Pandas: append / concat category with different categories fails in HDF5

Created on 8 Nov 2016 · 9Comments · Source: pandas-dev/pandas

Hi,

just a remark, I guess it must be fairly complicated to replicate the behaviour from pandas ( appending categoricals, with different categories) into HDF5.

Currently this fails

pd1.to_hdf(store_file,"/ISE_nombre_de_tabla",format="table",append=True)
pd2..to_hdf(store_file,"/ISE_nombre_de_tabla",format="table",append=True)

.
.
.

1698             if new_metadata is not None and cur_metadata is not None \
1699                     and not array_equivalent(new_metadata, cur_metadata):
-> 1700                 raise ValueError("cannot append a categorical with "
1701                                  "different categories to the existing")
1702 

ValueError: cannot append a categorical with different categories to the existing

INSTALLED VERSIONS

commit: None
python: 3.5.2.final.0
python-bits: 64
OS: Windows
OS-release: 7
machine: AMD64
processor: Intel64 Family 6 Model 61 Stepping 4, GenuineIntel
byteorder: little
LC_ALL: None
LANG: None
LOCALE: None.None

pandas: 0.19.1
nose: 1.3.7
pip: 8.1.2
setuptools: 23.0.0
Cython: 0.24
numpy: 1.11.1
scipy: 0.17.1
statsmodels: 0.6.1
xarray: None
IPython: 4.2.0
sphinx: 1.3.1
patsy: 0.4.1
dateutil: 2.5.3
pytz: 2016.4
blosc: None
bottleneck: 1.1.0
tables: 3.2.2
numexpr: 2.6.0
matplotlib: 1.5.1
openpyxl: 2.3.2
xlrd: 1.0.0
xlwt: 1.1.2
xlsxwriter: 0.9.2
lxml: 3.6.0
bs4: 4.4.1
html5lib: None
httplib2: None
apiclient: None
sqlalchemy: 1.0.13
pymysql: None
psycopg2: None
jinja2: 2.8
boto: 2.40.0
pandas_datareader: None

Categorical Enhancement IO HDF5

Source

littlegreenbean33

Most helpful comment

Yes, I would expect HDF5 append to reflect the same behaviour as it has been implemented in pandas in 0.19. with regards to categories concat/append.

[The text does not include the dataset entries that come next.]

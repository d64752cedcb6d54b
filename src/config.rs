//! Configuration for algokit
//!
//! Centralized configuration with sensible defaults, loadable from JSON.
//! Only the demo driver consumes it; the data structures themselves take
//! their parameters directly.

use std::fs;
use std::path::Path;

use serde::{Deserialize, Serialize};

use crate::error::{AlgoError, Result};
use crate::sorting::SortAlgorithm;

/// Main configuration for an algokit run
#[derive(Debug, Clone, PartialEq, Serialize, Deserialize)]
#[serde(default)]
pub struct Config {
    // -------------------------------------------------------------------------
    // Priority Queue Configuration
    // -------------------------------------------------------------------------
    /// Fixed capacity of the demo priority queue
    pub queue_capacity: usize,

    // -------------------------------------------------------------------------
    // Sorting Configuration
    // -------------------------------------------------------------------------
    /// Algorithm used to sort the random sample
    pub sort_algorithm: SortAlgorithm,

    /// Number of random values in the sample
    pub sample_size: usize,

    /// Sample values are drawn from `0..sample_bound`
    pub sample_bound: u32,

    /// RNG seed; `None` draws from entropy
    pub seed: Option<u64>,

    // -------------------------------------------------------------------------
    // Logging Configuration
    // -------------------------------------------------------------------------
    /// Default `tracing` filter when `RUST_LOG` is unset
    pub log_filter: String,
}

impl Default for Config {
    fn default() -> Self {
        Self {
            queue_capacity: 16,
            sort_algorithm: SortAlgorithm::default(),
            sample_size: 5,
            sample_bound: 100,
            seed: None,
            log_filter: "info,algokit=debug".to_string(),
        }
    }
}

impl Config {
    /// Create a new config builder
    pub fn builder() -> ConfigBuilder {
        ConfigBuilder::default()
    }

    /// Parse a JSON document; missing fields take their default values
    pub fn from_json_str(json: &str) -> Result<Self> {
        let config: Config = serde_json::from_str(json)
            .map_err(|e| AlgoError::Config(format!("invalid JSON config: {}", e)))?;
        config.validate()?;
        Ok(config)
    }

    /// Load and validate a JSON config file
    pub fn from_json_file(path: &Path) -> Result<Self> {
        let contents = fs::read_to_string(path)?;
        tracing::debug!("Loaded config from {}", path.display());
        Self::from_json_str(&contents)
    }

    /// Reject values the demo cannot run with
    pub fn validate(&self) -> Result<()> {
        if self.queue_capacity == 0 {
            return Err(AlgoError::Config(
                "queue_capacity must be greater than zero".to_string(),
            ));
        }
        if self.sample_bound == 0 {
            return Err(AlgoError::Config(
                "sample_bound must be greater than zero".to_string(),
            ));
        }
        Ok(())
    }
}

/// Builder for Config
#[derive(Default)]
pub struct ConfigBuilder {
    config: Config,
}

impl ConfigBuilder {
    /// Start from an existing config (e.g. one loaded from a file)
    pub fn from_config(config: Config) -> Self {
        Self { config }
    }

    /// Set the priority queue capacity
    pub fn queue_capacity(mut self, capacity: usize) -> Self {
        self.config.queue_capacity = capacity;
        self
    }

    /// Set the sort algorithm
    pub fn sort_algorithm(mut self, algorithm: SortAlgorithm) -> Self {
        self.config.sort_algorithm = algorithm;
        self
    }

    /// Set the number of sampled values
    pub fn sample_size(mut self, size: usize) -> Self {
        self.config.sample_size = size;
        self
    }

    /// Set the exclusive upper bound for sampled values
    pub fn sample_bound(mut self, bound: u32) -> Self {
        self.config.sample_bound = bound;
        self
    }

    /// Set a fixed RNG seed
    pub fn seed(mut self, seed: u64) -> Self {
        self.config.seed = Some(seed);
        self
    }

    /// Set the default log filter
    pub fn log_filter(mut self, filter: impl Into<String>) -> Self {
        self.config.log_filter = filter.into();
        self
    }

    /// Finish building, validating the result
    pub fn build(self) -> Result<Config> {
        self.config.validate()?;
        Ok(self.config)
    }
}
//! Quadratic sorts: selection, insertion and shell

use crate::primitives::swap;

/// Selection sort
///
/// Repeatedly swaps the smallest remaining element into place. Always n²/2
/// comparisons, at most n swaps.
pub fn selection_sort<T: Ord>(items: &mut [T]) {
    let n = items.len();
    for i in 0..n {
        let mut min = i;
        for j in i + 1..n {
            if items[j] < items[min] {
                min = j;
            }
        }
        swap(items, i, min);
    }
}

/// Insertion sort (stable)
///
/// Linear on already-sorted input.
pub fn insertion_sort<T: Ord>(items: &mut [T]) {
    for i in 1..items.len() {
        let mut j = i;
        while j > 0 && items[j] < items[j - 1] {
            swap(items, j, j - 1);
            j -= 1;
        }
    }
}

/// Shell sort with the 3h+1 gap sequence (1, 4, 13, 40, ...)
pub fn shell_sort<T: Ord>(items: &mut [T]) {
    let n = items.len();
    let mut h = 1;
    while h < n / 3 {
        h = 3 * h + 1;
    }

    while h >= 1 {
        // h-sort the slice
        for i in h..n {
            let mut j = i;
            while j >= h && items[j] < items[j - h] {
                swap(items, j, j - h);
                j -= h;
            }
        }
        h /= 3;
    }
}
//! Primitives
//!
//! Small slice helpers shared by the priority queue and the sort routines.

/// Exchange the elements at positions `i` and `j`.
///
/// Both indices must be in bounds; an out-of-range index panics exactly like
/// slice indexing does. `i == j` is allowed and leaves the slice unchanged.
#[inline]
pub fn swap<T>(items: &mut [T], i: usize, j: usize) {
    items.swap(i, j);
}

/// Returns `true` if `items` is in ascending (non-decreasing) order.
pub fn is_sorted<T: Ord>(items: &[T]) -> bool {
    items.windows(2).all(|pair| pair[0] <= pair[1])
}
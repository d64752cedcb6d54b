//! Top-down merge sort

/// Merge sort (stable)
///
/// Allocates one auxiliary buffer the size of the input and reuses it for
/// every merge.
pub fn merge_sort<T: Ord + Clone>(items: &mut [T]) {
    if items.len() < 2 {
        return;
    }
    let mut aux = items.to_vec();
    let hi = items.len() - 1;
    sort(items, &mut aux, 0, hi);
}

fn sort<T: Ord + Clone>(items: &mut [T], aux: &mut [T], lo: usize, hi: usize) {
    if hi <= lo {
        return;
    }
    let mid = lo + (hi - lo) / 2;
    sort(items, aux, lo, mid);
    sort(items, aux, mid + 1, hi);
    merge(items, aux, lo, mid, hi);
}

/// Merge the sorted runs `items[lo..=mid]` and `items[mid + 1..=hi]`
fn merge<T: Ord + Clone>(items: &mut [T], aux: &mut [T], lo: usize, mid: usize, hi: usize) {
    aux[lo..=hi].clone_from_slice(&items[lo..=hi]);

    let mut i = lo;
    let mut j = mid + 1;
    for k in lo..=hi {
        // Take from the left run on ties to stay stable
        if i > mid {
            items[k] = aux[j].clone();
            j += 1;
        } else if j > hi || aux[i] <= aux[j] {
            items[k] = aux[i].clone();
            i += 1;
        } else {
            items[k] = aux[j].clone();
            j += 1;
        }
    }
}
//! Sorting Module
//!
//! Comparison sorts over mutable slices, all ascending and in place.
//!
//! | Algorithm | Worst      | Best        | Extra space | Stable |
//! |-----------|------------|-------------|-------------|--------|
//! | selection | n²         | n²          | 1           | no     |
//! | insertion | n²         | n           | 1           | yes    |
//! | shell     | n²         | n log² n    | 1           | no     |
//! | merge     | n log n    | n log n     | n           | yes    |
//! | quick     | n² (*)     | n log n     | log n       | no     |
//! | heap      | n log n    | n log n     | 1           | no     |
//!
//! (*) the input is shuffled first, which makes the quadratic case
//! vanishingly unlikely.

mod elementary;
mod heap;
mod merge;
mod quick;

pub use elementary::{insertion_sort, selection_sort, shell_sort};
pub use heap::heap_sort;
pub use merge::merge_sort;
pub use quick::{quick_sort, quick_sort_with_rng};

use std::fmt;
use std::str::FromStr;

use serde::{Deserialize, Serialize};

use crate::error::AlgoError;

/// Selectable sort routine
///
/// Deserialization goes through `FromStr`, so config files accept the same
/// spellings as the command line (surrounding whitespace and case ignored).
#[derive(Debug, Clone, Copy, PartialEq, Eq, Hash, Serialize, Deserialize)]
#[serde(rename_all = "lowercase", try_from = "String")]
pub enum SortAlgorithm {
    Selection,
    Insertion,
    Shell,
    Merge,
    Quick,
    Heap,
}

impl SortAlgorithm {
    /// Every algorithm, in table order
    pub const ALL: [SortAlgorithm; 6] = [
        SortAlgorithm::Selection,
        SortAlgorithm::Insertion,
        SortAlgorithm::Shell,
        SortAlgorithm::Merge,
        SortAlgorithm::Quick,
        SortAlgorithm::Heap,
    ];

    /// Lowercase name, as accepted by `FromStr`
    pub fn name(&self) -> &'static str {
        match self {
            SortAlgorithm::Selection => "selection",
            SortAlgorithm::Insertion => "insertion",
            SortAlgorithm::Shell => "shell",
            SortAlgorithm::Merge => "merge",
            SortAlgorithm::Quick => "quick",
            SortAlgorithm::Heap => "heap",
        }
    }

    /// Whether equal elements keep their relative order
    pub fn is_stable(&self) -> bool {
        matches!(self, SortAlgorithm::Insertion | SortAlgorithm::Merge)
    }

    /// Sort `items` ascending with this algorithm
    pub fn sort<T: Ord + Clone>(&self, items: &mut [T]) {
        tracing::debug!("Sorting {} items with {} sort", items.len(), self.name());
        match self {
            SortAlgorithm::Selection => selection_sort(items),
            SortAlgorithm::Insertion => insertion_sort(items),
            SortAlgorithm::Shell => shell_sort(items),
            SortAlgorithm::Merge => merge_sort(items),
            SortAlgorithm::Quick => quick_sort(items),
            SortAlgorithm::Heap => heap_sort(items),
        }
        tracing::debug!("Finished {} sort of {} items", self.name(), items.len());
    }
}

impl Default for SortAlgorithm {
    fn default() -> Self {
        SortAlgorithm::Merge
    }
}

impl fmt::Display for SortAlgorithm {
    fn fmt(&self, f: &mut fmt::Formatter<'_>) -> fmt::Result {
        f.write_str(self.name())
    }
}

impl FromStr for SortAlgorithm {
    type Err = AlgoError;

    fn from_str(s: &str) -> Result<Self, Self::Err> {
        let wanted = s.trim().to_ascii_lowercase();
        Self::ALL
            .into_iter()
            .find(|algorithm| algorithm.name() == wanted)
            .ok_or_else(|| AlgoError::InvalidAlgorithm(s.to_string()))
    }
}

impl TryFrom<String> for SortAlgorithm {
    type Error = AlgoError;

    fn try_from(name: String) -> Result<Self, Self::Error> {
        name.parse()
    }
}
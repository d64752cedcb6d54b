//! Error types for algokit
//!
//! Provides a unified error type for all fallible operations.

use thiserror::Error;

/// Result type alias using AlgoError
pub type Result<T> = std::result::Result<T, AlgoError>;

/// Unified error type for algokit operations
#[derive(Debug, Error)]
pub enum AlgoError {
    // -------------------------------------------------------------------------
    // Structure Errors
    // -------------------------------------------------------------------------
    #[error("Priority queue is full (capacity {capacity})")]
    CapacityExceeded { capacity: usize },

    #[error("Priority queue is empty")]
    EmptyQueue,

    // -------------------------------------------------------------------------
    // Input Errors
    // -------------------------------------------------------------------------
    #[error("Unknown sort algorithm: {0}")]
    InvalidAlgorithm(String),

    // -------------------------------------------------------------------------
    // Configuration Errors
    // -------------------------------------------------------------------------
    #[error("Configuration error: {0}")]
    Config(String),

    #[error("IO error: {0}")]
    Io(#[from] std::io::Error),
}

This should not fail. Maybe a feature for a future version.

Cheers

littlegreenbean33 on 8 Nov 2016

👍4

All 9 comments

What is exactly your question or the point you want to make? Do you want this not to fail?

jorisvandenbossche on 8 Nov 2016

Yes, I would expect HDF5 append to reflect the same behaviour as it has been implemented in pandas in 0.19. with regards to categories concat/append.

This should not fail. Maybe a feature for a future version.

Cheers

littlegreenbean33 on 8 Nov 2016

👍4

this is not so easy to do and would require someone to step up and implement this

jreback on 8 Nov 2016

As of today, does anyone have any workaround or possible solution?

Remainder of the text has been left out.